Lack of effect of ondansetron on the pharmacokinetics and analgesic effects of morphine and metabolites after single‐dose morphine administration in healthy volunteers

Aims The purpose of this investigation was to study the influence of ondansetron on the single‐dose pharmacokinetics and the analgesic effects elicited by morphine and the 3‐ and 6‐glucuronide metabolites of morphine in healthy volunteers. Methods This was a randomized, double‐blind, placebo‐controlled, two‐way crossover study in which six male and six female subjects were administered a single 10 mg intravenous dose of morphine sulphate, followed 30 min later by a single 16 mg intravenous dose of ondansetron hydrochloride or placebo. Serum and urine concentrations of morphine, morphine‐3‐glucuronide (M3G) and morphine‐6‐glucuronide (M6G) samples were quantified over 48 h using high performance liquid chromatography with detection by mass spectrometry.

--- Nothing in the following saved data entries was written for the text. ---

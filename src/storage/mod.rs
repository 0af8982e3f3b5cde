//! In-memory file table with capacity limits and FIFO eviction.
//!
//! All state lives behind one mutex owned by [`Storage`]; callers only see
//! copies (contents, [`FileInfo`], [`StorageStats`]). Every operation takes
//! the mutex once, mutates, and returns whatever the caller has to send to
//! clients, so no I/O ever happens while the table is locked.
//!
//! # Eviction
//!
//! Files are evicted strictly in insertion order (oldest created first),
//! independent of access. The order is kept in a separate FIFO list so it is
//! unaffected by hash table layout. A file locked by a client other than the
//! one whose request triggered the eviction is skipped; if no eligible victim
//! remains the request fails with [`Error::StorageFull`].
//!
//! Victims are planned before anything is removed, so a request that cannot
//! be satisfied leaves the table untouched.
//!
//! # Invariants
//!
//! - `current_size` equals the sum of file sizes
//! - `no_of_files` equals the number of files in the table
//! - the FIFO list and the table hold the same set of paths

mod file;
mod lock;

pub use file::{File, LockOutcome};
pub use lock::LockGrant;

use std::collections::{HashMap, VecDeque};
use std::sync::{Mutex, MutexGuard, PoisonError};

use crate::config::StorageConfig;
use crate::error::Result;
use crate::Error;

/// Server-assigned identifier of a client connection.
pub type ClientId = u64;

/// A file removed to make room, sent back to the client whose request
/// caused the eviction.
#[derive(Debug, Clone, PartialEq, Eq)]
pub struct EvictedFile {
    pub path: String,
    pub data: Vec<u8>,
}

/// A client left waiting on a lock for a file that no longer exists.
#[derive(Debug, Clone, PartialEq, Eq)]
pub struct Orphan {
    pub client: ClientId,
    pub path: String,
}

/// Side effects of an operation that removed files.
#[derive(Debug, Default, PartialEq, Eq)]
pub struct Evicted {
    pub files: Vec<EvictedFile>,
    pub orphans: Vec<Orphan>,
}

impl Evicted {
    pub fn is_empty(&self) -> bool {
        self.files.is_empty() && self.orphans.is_empty()
    }
}

/// Point-in-time view of a single file.
#[derive(Debug, Clone, PartialEq, Eq)]
pub struct FileInfo {
    pub size: usize,
    pub owner: Option<ClientId>,
    pub waiters: usize,
    pub created_empty: bool,
}

#[derive(Debug, Clone, Copy, PartialEq, Eq, Default)]
pub struct StorageStats {
    pub files: usize,
    pub bytes: usize,
    pub max_files_reached: usize,
    pub max_bytes_reached: usize,
    pub evictions: u64,
}

#[derive(Default)]
struct Inner {
    files: HashMap<String, File>,
    fifo: VecDeque<String>,
    current_size: usize,
    no_of_files: usize,
    max_files_reached: usize,
    max_bytes_reached: usize,
    evictions: u64,
}

impl Inner {
    fn insert(&mut self, path: String, file: File) {
        self.current_size += file.size();
        self.fifo.push_back(path.clone());
        self.files.insert(path, file);
        self.no_of_files += 1;
        self.max_files_reached = self.max_files_reached.max(self.no_of_files);
        self.max_bytes_reached = self.max_bytes_reached.max(self.current_size);
    }

    /// Removes a file from the table and the FIFO list.
    fn take(&mut self, path: &str) -> Option<File> {
        let file = self.files.remove(path)?;
        if let Some(index) = self.fifo.iter().position(|p| p == path) {
            self.fifo.remove(index);
        }
        self.current_size -= file.size();
        self.no_of_files -= 1;
        Some(file)
    }

    /// Picks FIFO victims until at least `files` files and `bytes` bytes are
    /// freed. Returns `None` when the eligible files cannot free enough.
    fn plan_victims(
        &self,
        requester: ClientId,
        exclude: Option<&str>,
        files: usize,
        bytes: usize,
    ) -> Option<Vec<String>> {
        let mut victims = Vec::new();
        let (mut freed_files, mut freed_bytes) = (0, 0);

        for path in &self.fifo {
            if freed_files >= files && freed_bytes >= bytes {
                break;
            }
            if exclude == Some(path.as_str()) {
                continue;
            }
            let Some(file) = self.files.get(path) else {
                continue;
            };
            if file.locked_by_other(requester) {
                continue;
            }
            // Empty files free nothing when only bytes are short.
            if freed_files >= files && file.size() == 0 {
                continue;
            }
            freed_files += 1;
            freed_bytes += file.size();
            victims.push(path.clone());
        }

        (freed_files >= files && freed_bytes >= bytes).then_some(victims)
    }

    fn evict(&mut self, victims: Vec<String>) -> Evicted {
        let mut evicted = Evicted::default();

        for path in victims {
            let Some(mut file) = self.take(&path) else {
                continue;
            };
            self.evictions += 1;
            evicted
                .orphans
                .extend(file.take_waiters().into_iter().map(|client| Orphan {
                    client,
                    path: path.clone(),
                }));
            tracing::info!(path = %path, size = file.size(), "Evicted file");
            evicted.files.push(EvictedFile {
                path,
                data: file.into_data(),
            });
        }

        evicted
    }
}

/// The file store shared by every worker and the lock manager.
pub struct Storage {
    config: StorageConfig,
    inner: Mutex<Inner>,
}

impl Storage {
    pub fn new(config: StorageConfig) -> Self {
        Self {
            config,
            inner: Mutex::new(Inner::default()),
        }
    }

    pub fn config(&self) -> &StorageConfig {
        &self.config
    }

    /// Creates an empty file at the FIFO tail, locked by `client` when `lock`
    /// is set. A full table evicts the oldest eligible file if the policy
    /// evicts on file count.
    pub fn create_file(&self, path: &str, client: ClientId, lock: bool) -> Result<Evicted> {
        let mut inner = self.lock();

        if inner.files.contains_key(path) {
            return Err(Error::FileExists(path.to_string()));
        }

        let mut evicted = Evicted::default();
        if inner.no_of_files >= self.config.max_files {
            if !self.config.evict_on.on_file_count() {
                return Err(Error::StorageFull);
            }
            let excess = inner.no_of_files + 1 - self.config.max_files;
            let victims = inner
                .plan_victims(client, None, excess, 0)
                .ok_or(Error::StorageFull)?;
            evicted = inner.evict(victims);
        }

        let owner = lock.then_some(client);
        inner.insert(path.to_string(), File::created(owner));
        tracing::debug!(client = client, path = %path, locked = lock, "Created file");

        Ok(evicted)
    }

    /// Opens an existing file, optionally asking for its lock.
    pub fn open_file(&self, path: &str, client: ClientId, lock: bool) -> Result<Option<LockOutcome>> {
        let mut inner = self.lock();
        let file = inner
            .files
            .get_mut(path)
            .ok_or_else(|| Error::NotFound(path.to_string()))?;

        Ok(lock.then(|| file.lock(client)))
    }

    /// First and only write of a file created by `client`, which must hold
    /// its lock.
    pub fn write_file(&self, path: &str, client: ClientId, data: Vec<u8>) -> Result<Evicted> {
        let mut inner = self.lock();

        let file = inner
            .files
            .get(path)
            .ok_or_else(|| Error::NotFound(path.to_string()))?;
        if data.is_empty() {
            return Err(Error::MissingBody);
        }
        if !file.is_created_empty() {
            return Err(Error::FileExists(path.to_string()));
        }
        if file.owner() != Some(client) {
            return Err(Error::NotLockOwner(path.to_string()));
        }

        let len = data.len();
        if len > self.config.max_bytes {
            return Err(Error::FileTooBig(len));
        }

        let mut evicted = Evicted::default();
        let needed = inner.current_size + len;
        if needed > self.config.max_bytes {
            if !self.config.evict_on.on_byte_size() {
                return Err(Error::FileTooBig(len));
            }
            let victims = inner
                .plan_victims(client, Some(path), 0, needed - self.config.max_bytes)
                .ok_or(Error::StorageFull)?;
            evicted = inner.evict(victims);
        }

        let inner = &mut *inner;
        let file = inner
            .files
            .get_mut(path)
            .ok_or_else(|| Error::InvalidState(format!("{} vanished during write", path)))?;
        inner.current_size += file.fill(data);
        inner.max_bytes_reached = inner.max_bytes_reached.max(inner.current_size);
        tracing::debug!(client = client, path = %path, size = len, "Wrote file");

        Ok(evicted)
    }

    pub fn read_file(&self, path: &str, client: ClientId) -> Result<Vec<u8>> {
        let inner = self.lock();
        let file = inner
            .files
            .get(path)
            .ok_or_else(|| Error::NotFound(path.to_string()))?;

        if file.locked_by_other(client) {
            return Err(Error::LockedByOther(path.to_string()));
        }
        Ok(file.data().to_vec())
    }

    /// Up to `n` readable files in FIFO order, every one when `n <= 0`.
    /// Files locked by other clients and files never written are skipped.
    pub fn read_n_files(&self, n: i64, client: ClientId) -> Vec<(String, Vec<u8>)> {
        let inner = self.lock();
        let limit = if n <= 0 { usize::MAX } else { n as usize };

        inner
            .fifo
            .iter()
            .filter_map(|path| inner.files.get(path).map(|file| (path, file)))
            .filter(|(_, file)| !file.locked_by_other(client) && !file.is_created_empty())
            .take(limit)
            .map(|(path, file)| (path.clone(), file.data().to_vec()))
            .collect()
    }

    /// Removes a file whose lock `client` holds. Clients waiting on its lock
    /// are returned as orphans.
    pub fn remove_file(&self, path: &str, client: ClientId) -> Result<Vec<Orphan>> {
        let mut inner = self.lock();
        let file = inner
            .files
            .get(path)
            .ok_or_else(|| Error::NotFound(path.to_string()))?;

        if file.owner() != Some(client) {
            return Err(Error::NotLockOwner(path.to_string()));
        }

        let mut file = inner
            .take(path)
            .ok_or_else(|| Error::InvalidState(format!("{} vanished during remove", path)))?;
        tracing::debug!(client = client, path = %path, "Removed file");

        Ok(file
            .take_waiters()
            .into_iter()
            .map(|client| Orphan {
                client,
                path: path.to_string(),
            })
            .collect())
    }

    pub fn get_file(&self, path: &str) -> Option<FileInfo> {
        let inner = self.lock();
        inner.files.get(path).map(|file| FileInfo {
            size: file.size(),
            owner: file.owner(),
            waiters: file.waiters().count(),
            created_empty: file.is_created_empty(),
        })
    }

    /// Paths in eviction order, oldest first.
    pub fn paths(&self) -> Vec<String> {
        self.lock().fifo.iter().cloned().collect()
    }

    pub fn stats(&self) -> StorageStats {
        let inner = self.lock();
        StorageStats {
            files: inner.no_of_files,
            bytes: inner.current_size,
            max_files_reached: inner.max_files_reached,
            max_bytes_reached: inner.max_bytes_reached,
            evictions: inner.evictions,
        }
    }

    /// Checks the accounting invariants of the table.
    pub fn validate_consistency(&self) -> Result<()> {
        let inner = self.lock();

        let size: usize = inner.files.values().map(File::size).sum();
        if size != inner.current_size {
            return Err(Error::InvalidState(format!(
                "Size mismatch: tracked {}, actual {}",
                inner.current_size, size
            )));
        }
        if inner.no_of_files != inner.files.len() || inner.fifo.len() != inner.files.len() {
            return Err(Error::InvalidState(format!(
                "Count mismatch: tracked {}, table {}, fifo {}",
                inner.no_of_files,
                inner.files.len(),
                inner.fifo.len()
            )));
        }
        if let Some(path) = inner.fifo.iter().find(|p| !inner.files.contains_key(*p)) {
            return Err(Error::InvalidState(format!(
                "FIFO entry without file: {}",
                path
            )));
        }
        if inner.current_size > self.config.max_bytes || inner.no_of_files > self.config.max_files
        {
            return Err(Error::InvalidState(format!(
                "Capacity exceeded: {} files, {} bytes",
                inner.no_of_files, inner.current_size
            )));
        }
        Ok(())
    }

    fn lock(&self) -> MutexGuard<'_, Inner> {
        self.inner.lock().unwrap_or_else(PoisonError::into_inner)
    }
}
//! Request handlers.
//!
//! Every operation maps to one handler in a fixed table indexed by its
//! [`OpCode`]. Handlers run while the worker holds a reservation on the
//! connection's outbox, so a `LockPending` reply is always queued ahead of
//! the grant that follows it.

use std::sync::Arc;

use super::connection::Session;
use super::outbox::Outbox;
use super::ClientRegistry;
use crate::error::Result;
use crate::protocol::{OpCode, OpenFlags, Request, Response, Status, MAX_PATH};
use crate::storage::{ClientId, Evicted, LockOutcome, Orphan, Storage};
use crate::Error;

/// Everything produced by one request.
#[derive(Debug, Default)]
pub struct Reply {
    /// Responses for the requesting client, final status last.
    pub responses: Vec<Response>,
    /// Other clients whose awaited file disappeared.
    pub orphans: Vec<Orphan>,
    /// A lock was released, so waiters may be granted.
    pub released: bool,
    /// Close the connection once the responses are written.
    pub close: bool,
}

impl Reply {
    fn status(status: Status, path: &str) -> Self {
        Reply {
            responses: vec![Response::new(status).with_path(path)],
            ..Default::default()
        }
    }

    fn success(path: &str) -> Self {
        Reply::status(Status::Success, path)
    }

    /// Expelled files ahead of the final status.
    fn with_evicted(mut self, evicted: Evicted) -> Self {
        let mut responses: Vec<Response> = evicted
            .files
            .into_iter()
            .map(|file| {
                Response::new(Status::FilesExpelled)
                    .with_path(file.path)
                    .with_body(file.data)
            })
            .collect();
        responses.append(&mut self.responses);
        self.responses = responses;
        self.orphans.extend(evicted.orphans);
        self
    }

    pub fn error(err: &Error, path: &str) -> Self {
        Reply {
            responses: vec![Response::from_error(err, path)],
            ..Default::default()
        }
    }
}

/// State a handler may touch.
pub struct Call<'a> {
    pub client: ClientId,
    pub session: &'a mut Session,
    pub outbox: &'a Arc<Outbox>,
    pub storage: &'a Storage,
    pub registry: &'a ClientRegistry,
}

type Handler = fn(&mut Call<'_>, Request) -> Result<Reply>;

const HANDLERS: [Handler; 10] = [
    open_connection,
    close_connection,
    open_file,
    close_file,
    write_file,
    read_file,
    read_n_files,
    remove_file,
    lock_file,
    unlock_file,
];

fn handler(op: OpCode) -> Handler {
    HANDLERS[op.code() as usize - 1]
}

/// Runs one request. Failures become the final status of the reply.
pub fn dispatch(call: &mut Call<'_>, request: Request) -> Reply {
    let op = request.op;
    let path = request.path.clone();

    let result = check_session(call.session, &request).and_then(|()| handler(op)(call, request));
    match result {
        Ok(reply) => reply,
        Err(err) => {
            if err.status() == Status::InternalError {
                tracing::error!(client = call.client, op = %op, path = %path, error = %err, "Request failed");
            } else {
                tracing::debug!(client = call.client, op = %op, path = %path, error = %err, "Request rejected");
            }
            Reply::error(&err, &path)
        }
    }
}

fn check_session(session: &Session, request: &Request) -> Result<()> {
    match request.op {
        OpCode::OpenConnection => return Ok(()),
        _ if !session.is_active() => return Err(Error::NotConnected),
        _ => {}
    }

    if !request.op.targets_file() {
        return Ok(());
    }
    if request.path.is_empty() {
        return Err(Error::InvalidPath("empty path".into()));
    }
    if request.path.len() > MAX_PATH {
        return Err(Error::InvalidPath(format!(
            "{} bytes exceeds {}",
            request.path.len(),
            MAX_PATH
        )));
    }
    if request.op != OpCode::OpenFile && !session.is_open(&request.path) {
        return Err(Error::NotOpened(request.path.clone()));
    }
    Ok(())
}

fn lock_status(outcome: LockOutcome) -> Status {
    match outcome {
        LockOutcome::Acquired => Status::Success,
        LockOutcome::Queued => Status::LockPending,
    }
}

fn open_connection(call: &mut Call<'_>, _request: Request) -> Result<Reply> {
    call.session.activate()?;
    call.registry.register(call.client, call.outbox.clone());
    tracing::info!(client = call.client, "Client connected");
    Ok(Reply::success(""))
}

fn close_connection(call: &mut Call<'_>, _request: Request) -> Result<Reply> {
    tracing::info!(client = call.client, "Client disconnecting");
    Ok(Reply {
        close: true,
        ..Reply::success("")
    })
}

fn open_file(call: &mut Call<'_>, request: Request) -> Result<Reply> {
    let flags = request.flags()?;
    let lock = flags.contains(OpenFlags::LOCK);
    let path = request.path.as_str();

    let reply = if flags.contains(OpenFlags::CREATE) {
        let evicted = call.storage.create_file(path, call.client, lock)?;
        Reply::success(path).with_evicted(evicted)
    } else {
        match call.storage.open_file(path, call.client, lock)? {
            Some(outcome) => Reply::status(lock_status(outcome), path),
            None => Reply::success(path),
        }
    };

    call.session.mark_open(path);
    Ok(reply)
}

fn close_file(call: &mut Call<'_>, request: Request) -> Result<Reply> {
    let released = call.storage.close_file(&request.path, call.client);
    call.session.mark_closed(&request.path);
    Ok(Reply {
        released,
        ..Reply::success(&request.path)
    })
}

fn write_file(call: &mut Call<'_>, request: Request) -> Result<Reply> {
    let Request { path, body, .. } = request;
    let evicted = call.storage.write_file(&path, call.client, body)?;
    Ok(Reply::success(&path).with_evicted(evicted))
}

fn read_file(call: &mut Call<'_>, request: Request) -> Result<Reply> {
    let data = call.storage.read_file(&request.path, call.client)?;
    Ok(Reply {
        responses: vec![Response::success().with_path(request.path).with_body(data)],
        ..Default::default()
    })
}

fn read_n_files(call: &mut Call<'_>, request: Request) -> Result<Reply> {
    let n = request.count()?;
    let mut responses: Vec<Response> = call
        .storage
        .read_n_files(n, call.client)
        .into_iter()
        .map(|(path, data)| Response::success().with_path(path).with_body(data))
        .collect();
    // An empty path terminates the stream.
    responses.push(Response::success());

    Ok(Reply {
        responses,
        ..Default::default()
    })
}

fn remove_file(call: &mut Call<'_>, request: Request) -> Result<Reply> {
    let orphans = call.storage.remove_file(&request.path, call.client)?;
    call.session.mark_closed(&request.path);
    Ok(Reply {
        orphans,
        ..Reply::success(&request.path)
    })
}

fn lock_file(call: &mut Call<'_>, request: Request) -> Result<Reply> {
    let outcome = call.storage.lock_file(&request.path, call.client)?;
    Ok(Reply::status(lock_status(outcome), &request.path))
}

fn unlock_file(call: &mut Call<'_>, request: Request) -> Result<Reply> {
    call.storage.unlock_file(&request.path, call.client)?;
    Ok(Reply {
        released: true,
        ..Reply::success(&request.path)
    })
}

Analgesia was assessed in the volunteers with a contact thermode device to provide a thermal pain stimulus. Four analgesic response variables were measured including thermal pain threshold, thermal pain tolerance, temporal summation of pain and mood state. Results The two treatments appeared to be equivalent based on the 90% confidence intervals (0.6, 1.67) of the least squares means ratio. All least squares means ratio confidence intervals for each parameter, for each analyte fell within the specified range, demonstrating a lack of an interaction. Conclusions The results of this study suggest that administration of ondansetron (16 mg i.v.) does not alter the pharmacokinetics of morphine and its 3‐ or 6‐glucuronide metabolites to a clinically significant extent, nor does it affect the overall analgesic response to morphine as measured by the contact thermode system.